Prédios energicamente eficientes!
Uma notícia animadora e que precisa virar tendência no mundo inteiro o mais rápido possível.
O Conselho Mundial de Empresas pelo Desenvolvimento Sustentável (WBCSD, na sigla em inglês), uma organização global que representa aproximadamente mil das maiores e mais influentes corporações do mundo, acabou de lançar seu primeiro relatório de eficiência energética nas construções. Algumas das companhias envolvidas no projeto são a Lafarge, Dupont e Philips. As construções e suas funções são responsáveis por 40% do consumo de energia na maioria dos países e essa porcentagem cresce rapidamente devido à urbanização e ao vasto aumento do consumo. Embora pareça haver uma recessão global que pode desacelerar as coisas por um ou dois anos, as expectativas são de que as tendências de crescimento de consumo de energia continuem no futuro.

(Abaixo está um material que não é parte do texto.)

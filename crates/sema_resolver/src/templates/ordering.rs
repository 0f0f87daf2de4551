//! Partial ordering of template overloads that all accepted the same arguments.

use sema_ast::declarations::{ASTAggregate, ASTDeclaration, ASTTemplateParameter, AggregateKind};
use sema_ast::{DeclRef, Span};
use sema_config::DebugTrace;
use sema_log::trace_dbg;
use sema_type::{SemanticResult, TemplateBindings, TypeKind, UserDefinedType, UserTypeKind};

use crate::context::ResolutionContext;
use crate::resolver::resolve_type;
use crate::templates::deduction::Deduction;

/// Keeps the most specialized of `candidates`. Returns two results when the
/// final comparison is a tie.
///
/// This is a single champion scan, not a full partial order: a tie before the
/// last candidate keeps the current champion.
pub fn most_specialized(
  candidates: Vec<SemanticResult>,
  ctx: &mut ResolutionContext,
) -> Vec<SemanticResult> {
  if candidates.len() < 2 {
    return candidates;
  }

  let last = candidates.len() - 1;
  let mut champion = 0;
  for i in 1..=last {
    match more_specialized_of(&candidates[champion], &candidates[i], ctx) {
      Some(true) => {},
      Some(false) => champion = i,
      None if i == last => {
        trace_dbg!(ctx.config(), DebugTrace::Ordering, "no order between candidates {} and {}", champion, i);
        return vec![candidates[champion].clone(), candidates[i].clone()];
      },
      None => {},
    }
  }

  trace_dbg!(ctx.config(), DebugTrace::Ordering, "candidate {} of {} wins", champion, candidates.len());
  vec![candidates[champion].clone()]
}

/// `Some(true)` if `a` wins, `Some(false)` if `b` wins, `None` without a strict order.
fn more_specialized_of(
  a: &SemanticResult,
  b: &SemanticResult,
  ctx: &mut ResolutionContext,
) -> Option<bool> {
  let a_over_b = is_more_specialized(a, b, ctx);
  let b_over_a = is_more_specialized(b, a, ctx);
  match (a_over_b, b_over_a) {
    (true, false) => Some(true),
    (false, true) => Some(false),
    _ => None,
  }
}

fn is_more_specialized(
  r1: &SemanticResult,
  r2: &SemanticResult,
  ctx: &mut ResolutionContext,
) -> bool {
  let (Some(d1), Some(d2)) = (r1.definition().cloned(), r2.definition().cloned()) else {
    return false;
  };

  let params1 = d1.template_params().to_vec();
  let params2 = d2.template_params().to_vec();
  if params1.is_empty() || params2.is_empty() {
    return false;
  }

  params1.iter().zip(params2.iter()).all(|(t1, t2)| {
    t1.is_type_parameter() && t2.is_type_parameter() && param_more_specialized(&d1, t1, &d2, t2, ctx)
  })
}

/// Whether `t1` is at least as specialized as `t2`: `t1`'s pattern, with
/// every parameter of `d1` replaced by an opaque class, must satisfy `t2`.
fn param_more_specialized(
  d1: &DeclRef,
  t1: &ASTTemplateParameter,
  d2: &DeclRef,
  t2: &ASTTemplateParameter,
  ctx: &mut ResolutionContext,
) -> bool {
  let Some(pattern) = t1.type_specialization() else {
    return false;
  };
  if !t2.has_specialization() {
    return true;
  }

  let placeholder = placeholder_type();
  let substitutions: TemplateBindings = d1
    .template_params()
    .iter()
    .map(|p| (p.name.clone(), placeholder.clone()))
    .collect();

  let resolved = {
    let mut frame = ctx.push_with_substitutions(d1.clone(), None, substitutions);
    resolve_type(pattern, &mut frame)
  };
  if resolved.is_unknown() {
    return true;
  }

  let accepted = Deduction::new(d2.clone(), ctx).handle(t2, Some(&resolved));
  trace_dbg!(
    ctx.config(),
    DebugTrace::Ordering,
    "{}.{} {} {}.{}",
    d1.name,
    t1.name,
    if accepted { "covers" } else { "does not cover" },
    d2.name,
    t2.name
  );
  accepted
}

fn placeholder_type() -> SemanticResult {
  let definition = ASTDeclaration::aggregate("X", Span::default(), ASTAggregate::new(AggregateKind::Class));
  SemanticResult::of(TypeKind::UserDefined(UserDefinedType {
    kind: UserTypeKind::Class,
    definition,
    base: None,
    interfaces: Vec::new(),
    deduced: TemplateBindings::new(),
  }))
}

De acordo com o WBCSD, os prédios deveriam ser “energia zero”, ou seja, neutralizar seu consumo de energia. Em outras palavras, um prédio como um todo deveria gerar energia equivalente à que produz em um ano, o que tem sido visto como viável em alguns projetos ao redor do mundo. Alguns designers e construtoras têm sugerido que os prédios poderiam se tornar geradores de eletricidade, retornando à rede mais do que consomem. Existem muitas práticas e tecnologias diferentes que contribuirão para alcançar esse objetivo. Entre elas, recuperação da ventilação, bombas geotérmicas de calor, trocas de calor com o solo, paredes solares, sistemas solares de aquecimento de água, painéis fotovoltaicos e coleta e reúso de água da chuva. Também se inserem neste contexto as turbinas eólicas, a orientação da construção, tetos verdes e sombreamento solar.

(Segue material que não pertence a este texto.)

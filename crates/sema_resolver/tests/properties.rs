mod common;

use proptest::prelude::*;
use sema_ast::declarations::{ASTAggregate, ASTDeclaration, AggregateKind};
use sema_ast::expressions::ASTBinaryOperator;
use sema_ast::{ASTExpression, DeclRef, Span};
use sema_resolver::{evaluate_type, resolve_type_loosely, CancellationToken, ResolutionContext};

fn fixture() -> (DeclRef, sema_ast::ParseCacheView) {
  let library = common::module("lib.math");
  library
    .scope()
    .add(common::function("square", 0, vec![("v", common::int())], common::int()));

  let app = common::module_importing("app", &["lib.math"]);
  app.scope().add(common::variable("x", common::int(), 0));
  app
    .scope()
    .add(common::function("f", 10, vec![("a", common::int())], common::int()));
  app.scope().add(ASTDeclaration::aggregate(
    "Widget",
    Span::new(30, 60),
    ASTAggregate::new(AggregateKind::Class),
  ));

  let cache = common::cache_of(&[&library, &app]);
  (app, cache)
}

fn leaf() -> impl Strategy<Value = ASTExpression> {
  prop_oneof![
    prop::sample::select(vec!["x", "f", "Widget", "missing", "lib", "square"]).prop_map(ASTExpression::identifier),
    (0i64..100).prop_map(ASTExpression::int),
  ]
}

/// Arbitrary nestings of calls, member accesses, indexing and additions.
fn expression() -> impl Strategy<Value = ASTExpression> {
  leaf().prop_recursive(4, 24, 3, |inner| {
    prop_oneof![
      (inner.clone(), prop::collection::vec(inner.clone(), 0..3))
        .prop_map(|(callee, args)| ASTExpression::call(callee, args)),
      (
        inner.clone(),
        prop::sample::select(vec!["length", "sizeof", "math", "square", "field", "init"])
      )
        .prop_map(|(base, name)| ASTExpression::member(base, name)),
      (inner.clone(), inner.clone()).prop_map(|(l, r)| ASTExpression::binary(ASTBinaryOperator::Add, l, r)),
      (inner.clone(), inner).prop_map(|(base, index)| ASTExpression::index(base, vec![index])),
    ]
  })
}

fn context() -> ResolutionContext {
  let (app, cache) = fixture();
  common::context_in(app, cache)
}

fn unresolved_reports(ctx: &ResolutionContext) -> usize {
  ctx.diagnostics().iter().filter(|d| d.error_code == "R0001").count()
}

proptest! {
  #![proptest_config(ProptestConfig::with_cases(64))]

  /// Every frame pushed while evaluating is popped again
  #[test]
  fn evaluation_leaves_stack_balanced(expr in expression()) {
    let mut ctx = context();
    let _ = evaluate_type(&expr, &mut ctx);
    prop_assert_eq!(ctx.depth(), 0);
  }

  #[test]
  fn loose_resolution_leaves_stack_balanced(expr in expression()) {
    let mut ctx = context();
    let _ = resolve_type_loosely(&expr, &mut ctx);
    prop_assert_eq!(ctx.depth(), 0);
    prop_assert!(unresolved_reports(&ctx) <= 1);
  }

  /// A cancelled request unwinds cleanly and reports nothing
  #[test]
  fn cancelled_resolution_leaves_stack_balanced(expr in expression()) {
    let token = CancellationToken::new();
    token.cancel();
    let mut ctx = context().with_cancellation(token);

    let _ = resolve_type_loosely(&expr, &mut ctx);
    prop_assert_eq!(ctx.depth(), 0);
    prop_assert_eq!(unresolved_reports(&ctx), 0);
  }

  /// Resolving the same expression twice gives the same answer
  #[test]
  fn evaluation_is_deterministic(expr in expression()) {
    let mut ctx = context();
    let first = evaluate_type(&expr, &mut ctx);
    ctx.clear_caches();
    let second = evaluate_type(&expr, &mut ctx);
    prop_assert_eq!(first, second);
  }
}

Uma propriedade em Melbourne, Austrália, utiliza várias dessas tecnologias e tem reduzido seu consumo de eletricidade da rede em 82% e seu consumo de gás natural em 87%, resultando em economia anual de 272 mil dólares. No Centro de Ecoeficiência, no Canadá, é possível ver diversas oportunidades de eficiência energética em construções em relatórios de energia e meio ambiente dos últimos dez anos, mas poucos proprietários parecem se beneficiar deles. Talvez o custo da eletricidade e do combustível não esteja alto o suficiente. Infelizmente, atualmente eles estão baixando, embora seja importante lembrar que isto é temporário. Existem, ainda, outras barreiras, como falta de informação sobre performance de equipamentos e contabilidade do custo total. Contudo, a barreira mais significativa é a complexa relação entre a financiadora, a construtora, o proprietário, o gestor e o inquilino.

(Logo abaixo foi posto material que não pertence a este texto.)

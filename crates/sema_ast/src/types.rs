use std::fmt;

use serde::{Deserialize, Serialize};

use crate::expressions::ASTExpression;
use crate::metadata::ParamAttributes;
use crate::{Name, NodeId, Span};

#[derive(Debug, Clone, Copy, PartialEq, Eq, Hash, Serialize, Deserialize)]
pub enum PrimitiveKind {
  Void,
  Bool,
  Byte,
  UByte,
  Short,
  UShort,
  Int,
  UInt,
  Long,
  ULong,
  Char,
  WChar,
  DChar,
  Float,
  Double,
  Real,
}

impl PrimitiveKind {
  pub fn keyword(&self) -> &'static str {
    match self {
      PrimitiveKind::Void => "void",
      PrimitiveKind::Bool => "bool",
      PrimitiveKind::Byte => "byte",
      PrimitiveKind::UByte => "ubyte",
      PrimitiveKind::Short => "short",
      PrimitiveKind::UShort => "ushort",
      PrimitiveKind::Int => "int",
      PrimitiveKind::UInt => "uint",
      PrimitiveKind::Long => "long",
      PrimitiveKind::ULong => "ulong",
      PrimitiveKind::Char => "char",
      PrimitiveKind::WChar => "wchar",
      PrimitiveKind::DChar => "dchar",
      PrimitiveKind::Float => "float",
      PrimitiveKind::Double => "double",
      PrimitiveKind::Real => "real",
    }
  }

  pub fn from_keyword(keyword: &str) -> Option<Self> {
    let kind = match keyword {
      "void" => PrimitiveKind::Void,
      "bool" => PrimitiveKind::Bool,
      "byte" => PrimitiveKind::Byte,
      "ubyte" => PrimitiveKind::UByte,
      "short" => PrimitiveKind::Short,
      "ushort" => PrimitiveKind::UShort,
      "int" => PrimitiveKind::Int,
      "uint" => PrimitiveKind::UInt,
      "long" => PrimitiveKind::Long,
      "ulong" => PrimitiveKind::ULong,
      "char" => PrimitiveKind::Char,
      "wchar" => PrimitiveKind::WChar,
      "dchar" => PrimitiveKind::DChar,
      "float" => PrimitiveKind::Float,
      "double" => PrimitiveKind::Double,
      "real" => PrimitiveKind::Real,
      _ => return None,
    };

    Some(kind)
  }

  pub fn is_integral(&self) -> bool {
    !matches!(
      self,
      PrimitiveKind::Void | PrimitiveKind::Float | PrimitiveKind::Double | PrimitiveKind::Real
    )
  }

  pub fn is_floating(&self) -> bool {
    matches!(self, PrimitiveKind::Float | PrimitiveKind::Double | PrimitiveKind::Real)
  }

  pub fn is_character(&self) -> bool {
    matches!(self, PrimitiveKind::Char | PrimitiveKind::WChar | PrimitiveKind::DChar)
  }

  /// Storage width in bits; `bool` counts as one.
  pub fn size_bits(&self) -> u32 {
    match self {
      PrimitiveKind::Void => 0,
      PrimitiveKind::Bool => 1,
      PrimitiveKind::Byte | PrimitiveKind::UByte | PrimitiveKind::Char => 8,
      PrimitiveKind::Short | PrimitiveKind::UShort | PrimitiveKind::WChar => 16,
      PrimitiveKind::Int | PrimitiveKind::UInt | PrimitiveKind::DChar | PrimitiveKind::Float => 32,
      PrimitiveKind::Long | PrimitiveKind::ULong | PrimitiveKind::Double => 64,
      PrimitiveKind::Real => 80,
    }
  }
}

#[derive(Debug, Clone, Copy, PartialEq, Eq, Hash, Serialize, Deserialize)]
pub enum TypeModifier {
  Const,
  Immutable,
  Shared,
  Inout,
  Scope,
}

impl TypeModifier {
  pub fn keyword(&self) -> &'static str {
    match self {
      TypeModifier::Const => "const",
      TypeModifier::Immutable => "immutable",
      TypeModifier::Shared => "shared",
      TypeModifier::Inout => "inout",
      TypeModifier::Scope => "scope",
    }
  }
}

/// A type declaration as written in source.
#[derive(Debug, Clone, PartialEq, Eq)]
pub struct ASTType {
  pub id: NodeId,
  pub span: Span,
  pub kind: ASTTypeKind,
}

#[derive(Debug, Clone, PartialEq, Eq)]
pub enum ASTTypeKind {
  /// `a.b.C`: `C` with `inner` pointing at the qualifier `a.b`. A leading dot makes it module scoped.
  Identifier {
    name: Name,
    inner: Option<Box<ASTType>>,
    module_scoped: bool,
  },
  Primitive(PrimitiveKind),
  Array {
    element: Box<ASTType>,
    key: ASTArrayKey,
  },
  Pointer(Box<ASTType>),
  Delegate(ASTDelegateType),
  /// `const(T)`, `immutable T`; a bare `const` without a type leaves `inner` empty.
  Attributed {
    modifier: TypeModifier,
    inner: Option<Box<ASTType>>,
  },
  TypeOf(Box<ASTExpression>),
  Vector(Box<ASTType>),
  TemplateInstance(ASTTemplateInstance),
  Variadic(Option<Box<ASTType>>),
}

#[derive(Debug, Clone, PartialEq, Eq)]
pub enum ASTArrayKey {
  Dynamic,
  Fixed(Box<ASTExpression>),
  Associative(Box<ASTType>),
}

#[derive(Debug, Clone, PartialEq, Eq)]
pub struct ASTDelegateType {
  pub return_type: Box<ASTType>,
  pub params: Vec<ASTDelegateParam>,
  pub is_function: bool,
}

#[derive(Debug, Clone, PartialEq, Eq)]
pub struct ASTDelegateParam {
  pub ty: ASTType,
  pub attributes: ParamAttributes,
}

/// `Name!(args)`, either in type or in expression position.
#[derive(Debug, Clone, PartialEq, Eq)]
pub struct ASTTemplateInstance {
  pub id: NodeId,
  pub span: Span,
  pub name: Name,
  pub inner: Option<Box<ASTType>>,
  pub args: Vec<ASTTemplateArgument>,
}

#[derive(Debug, Clone, PartialEq, Eq)]
pub enum ASTTemplateArgument {
  Type(ASTType),
  Value(ASTExpression),
}

impl ASTTemplateInstance {
  pub fn new(
    name: &str,
    args: Vec<ASTTemplateArgument>,
  ) -> Self {
    Self {
      id: NodeId::fresh(),
      span: Span::default(),
      name: Name::new(name),
      inner: None,
      args,
    }
  }

  pub fn at(
    mut self,
    span: Span,
  ) -> Self {
    self.span = span;
    self
  }
}

impl ASTType {
  pub fn new(kind: ASTTypeKind) -> Self {
    Self {
      id: NodeId::fresh(),
      span: Span::default(),
      kind,
    }
  }

  pub fn at(
    mut self,
    span: Span,
  ) -> Self {
    self.span = span;
    self
  }

  /// Primitive keywords become primitive nodes, anything else an identifier.
  pub fn identifier(name: &str) -> Self {
    match PrimitiveKind::from_keyword(name) {
      Some(kind) => Self::primitive(kind),
      None => Self::new(ASTTypeKind::Identifier {
        name: Name::new(name),
        inner: None,
        module_scoped: false,
      }),
    }
  }

  pub fn qualified(
    inner: ASTType,
    name: &str,
  ) -> Self {
    Self::new(ASTTypeKind::Identifier {
      name: Name::new(name),
      inner: Some(Box::new(inner)),
      module_scoped: false,
    })
  }

  pub fn module_scoped(name: &str) -> Self {
    Self::new(ASTTypeKind::Identifier {
      name: Name::new(name),
      inner: None,
      module_scoped: true,
    })
  }

  pub fn primitive(kind: PrimitiveKind) -> Self {
    Self::new(ASTTypeKind::Primitive(kind))
  }

  pub fn array(element: ASTType) -> Self {
    Self::new(ASTTypeKind::Array {
      element: Box::new(element),
      key: ASTArrayKey::Dynamic,
    })
  }

  pub fn fixed_array(
    element: ASTType,
    length: ASTExpression,
  ) -> Self {
    Self::new(ASTTypeKind::Array {
      element: Box::new(element),
      key: ASTArrayKey::Fixed(Box::new(length)),
    })
  }

  pub fn assoc_array(
    value: ASTType,
    key: ASTType,
  ) -> Self {
    Self::new(ASTTypeKind::Array {
      element: Box::new(value),
      key: ASTArrayKey::Associative(Box::new(key)),
    })
  }

  pub fn pointer(target: ASTType) -> Self {
    Self::new(ASTTypeKind::Pointer(Box::new(target)))
  }

  pub fn delegate(
    return_type: ASTType,
    params: Vec<ASTDelegateParam>,
    is_function: bool,
  ) -> Self {
    Self::new(ASTTypeKind::Delegate(ASTDelegateType {
      return_type: Box::new(return_type),
      params,
      is_function,
    }))
  }

  pub fn attributed(
    modifier: TypeModifier,
    inner: ASTType,
  ) -> Self {
    Self::new(ASTTypeKind::Attributed {
      modifier,
      inner: Some(Box::new(inner)),
    })
  }

  pub fn type_of(expression: ASTExpression) -> Self {
    Self::new(ASTTypeKind::TypeOf(Box::new(expression)))
  }

  pub fn vector(element: ASTType) -> Self {
    Self::new(ASTTypeKind::Vector(Box::new(element)))
  }

  pub fn template_instance(
    name: &str,
    args: Vec<ASTTemplateArgument>,
  ) -> Self {
    Self::new(ASTTypeKind::TemplateInstance(ASTTemplateInstance::new(name, args)))
  }

  /// The innermost identifier name, if this is a plain or qualified identifier.
  pub fn identifier_name(&self) -> Option<&Name> {
    match &self.kind {
      ASTTypeKind::Identifier { name, .. } => Some(name),
      ASTTypeKind::TemplateInstance(instance) => Some(&instance.name),
      _ => None,
    }
  }

  /// True for an unqualified identifier named `name`.
  pub fn is_bare_identifier(
    &self,
    name: &Name,
  ) -> bool {
    matches!(
      &self.kind,
      ASTTypeKind::Identifier { name: n, inner: None, module_scoped: false } if n == name
    )
  }

  /// Whether any identifier in this declaration names `name`.
  pub fn mentions(
    &self,
    name: &Name,
  ) -> bool {
    match &self.kind {
      ASTTypeKind::Identifier { name: n, inner, .. } => {
        n == name || inner.as_ref().map(|i| i.mentions(name)).unwrap_or(false)
      },
      ASTTypeKind::Primitive(_) => false,
      ASTTypeKind::Array { element, key } => {
        element.mentions(name)
          || match key {
            ASTArrayKey::Dynamic => false,
            ASTArrayKey::Fixed(expr) => expr.mentions(name),
            ASTArrayKey::Associative(key) => key.mentions(name),
          }
      },
      ASTTypeKind::Pointer(inner) | ASTTypeKind::Vector(inner) => inner.mentions(name),
      ASTTypeKind::Delegate(delegate) => {
        delegate.return_type.mentions(name) || delegate.params.iter().any(|p| p.ty.mentions(name))
      },
      ASTTypeKind::Attributed { inner, .. } | ASTTypeKind::Variadic(inner) => {
        inner.as_ref().map(|i| i.mentions(name)).unwrap_or(false)
      },
      ASTTypeKind::TypeOf(expr) => expr.mentions(name),
      ASTTypeKind::TemplateInstance(instance) => instance.args.iter().any(|arg| match arg {
        ASTTemplateArgument::Type(ty) => ty.mentions(name),
        ASTTemplateArgument::Value(expr) => expr.mentions(name),
      }),
    }
  }
}

impl ASTDelegateParam {
  pub fn new(ty: ASTType) -> Self {
    Self {
      ty,
      attributes: ParamAttributes::NONE,
    }
  }

  pub fn with_attributes(
    ty: ASTType,
    attributes: ParamAttributes,
  ) -> Self {
    Self { ty, attributes }
  }
}

impl fmt::Display for ASTTemplateInstance {
  fn fmt(
    &self,
    f: &mut fmt::Formatter<'_>,
  ) -> fmt::Result {
    if let Some(inner) = &self.inner {
      write!(f, "{}.", inner)?;
    }
    write!(f, "{}!(", self.name)?;
    for (i, arg) in self.args.iter().enumerate() {
      if i > 0 {
        write!(f, ", ")?;
      }
      match arg {
        ASTTemplateArgument::Type(ty) => write!(f, "{}", ty)?,
        ASTTemplateArgument::Value(expr) => write!(f, "{}", expr)?,
      }
    }
    write!(f, ")")
  }
}

impl fmt::Display for ASTType {
  fn fmt(
    &self,
    f: &mut fmt::Formatter<'_>,
  ) -> fmt::Result {
    match &self.kind {
      ASTTypeKind::Identifier {
        name,
        inner,
        module_scoped,
      } => {
        if *module_scoped {
          write!(f, ".")?;
        }
        if let Some(inner) = inner {
          write!(f, "{}.", inner)?;
        }
        write!(f, "{}", name)
      },
      ASTTypeKind::Primitive(kind) => write!(f, "{}", kind.keyword()),
      ASTTypeKind::Array { element, key } => match key {
        ASTArrayKey::Dynamic => write!(f, "{}[]", element),
        ASTArrayKey::Fixed(length) => write!(f, "{}[{}]", element, length),
        ASTArrayKey::Associative(key) => write!(f, "{}[{}]", element, key),
      },
      ASTTypeKind::Pointer(inner) => write!(f, "{}*", inner),
      ASTTypeKind::Delegate(delegate) => {
        let keyword = if delegate.is_function { "function" } else { "delegate" };
        write!(f, "{} {}(", delegate.return_type, keyword)?;
        for (i, param) in delegate.params.iter().enumerate() {
          if i > 0 {
            write!(f, ", ")?;
          }
          write!(f, "{}", param.ty)?;
        }
        write!(f, ")")
      },
      ASTTypeKind::Attributed { modifier, inner } => match inner {
        Some(inner) => write!(f, "{}({})", modifier.keyword(), inner),
        None => write!(f, "{}", modifier.keyword()),
      },
      ASTTypeKind::TypeOf(expr) => write!(f, "typeof({})", expr),
      ASTTypeKind::Vector(inner) => write!(f, "__vector({})", inner),
      ASTTypeKind::TemplateInstance(instance) => write!(f, "{}", instance),
      ASTTypeKind::Variadic(inner) => match inner {
        Some(inner) => write!(f, "{}...", inner),
        None => write!(f, "..."),
      },
    }
  }
}

#[cfg(test)]
mod tests {
  use super::*;

  #[test]
  fn test_identifier_maps_primitive_keywords() {
    assert!(matches!(ASTType::identifier("int").kind, ASTTypeKind::Primitive(PrimitiveKind::Int)));
    assert!(matches!(ASTType::identifier("T").kind, ASTTypeKind::Identifier { .. }));
  }

  #[test]
  fn test_display_nested_type() {
    let ty = ASTType::pointer(ASTType::array(ASTType::attributed(
      TypeModifier::Immutable,
      ASTType::identifier("char"),
    )));
    assert_eq!(ty.to_string(), "immutable(char)[]*");
  }

  #[test]
  fn test_mentions_walks_patterns() {
    let t = Name::new("T");
    let pattern = ASTType::array(ASTType::identifier("T"));
    assert!(pattern.mentions(&t));
    assert!(!ASTType::array(ASTType::identifier("U")).mentions(&t));
    assert!(ASTType::identifier("T").is_bare_identifier(&t));
    assert!(!ASTType::qualified(ASTType::identifier("m"), "T").is_bare_identifier(&t));
  }
}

Deveriam ser criados incentivos, assim as partes interessadas poderiam compartilhar os benefícios derivados da adoção de novas tecnologias e do incentivo à prática de redução do consumo de energia
Fonte: Eletrobrás
postado em: 09 de Janeiro de 2009 por Flávio Vieira


11 de Janeiro de 2009 às 09h34
Caro Flavio Vieira
Sou estudante do mestrado em gestão empresarial pelo ISCTE-Lisboa, e estou muito interessado sobre estudos de casos que envolvam a utilização de energia fotovoltaica em predios “energia zero”.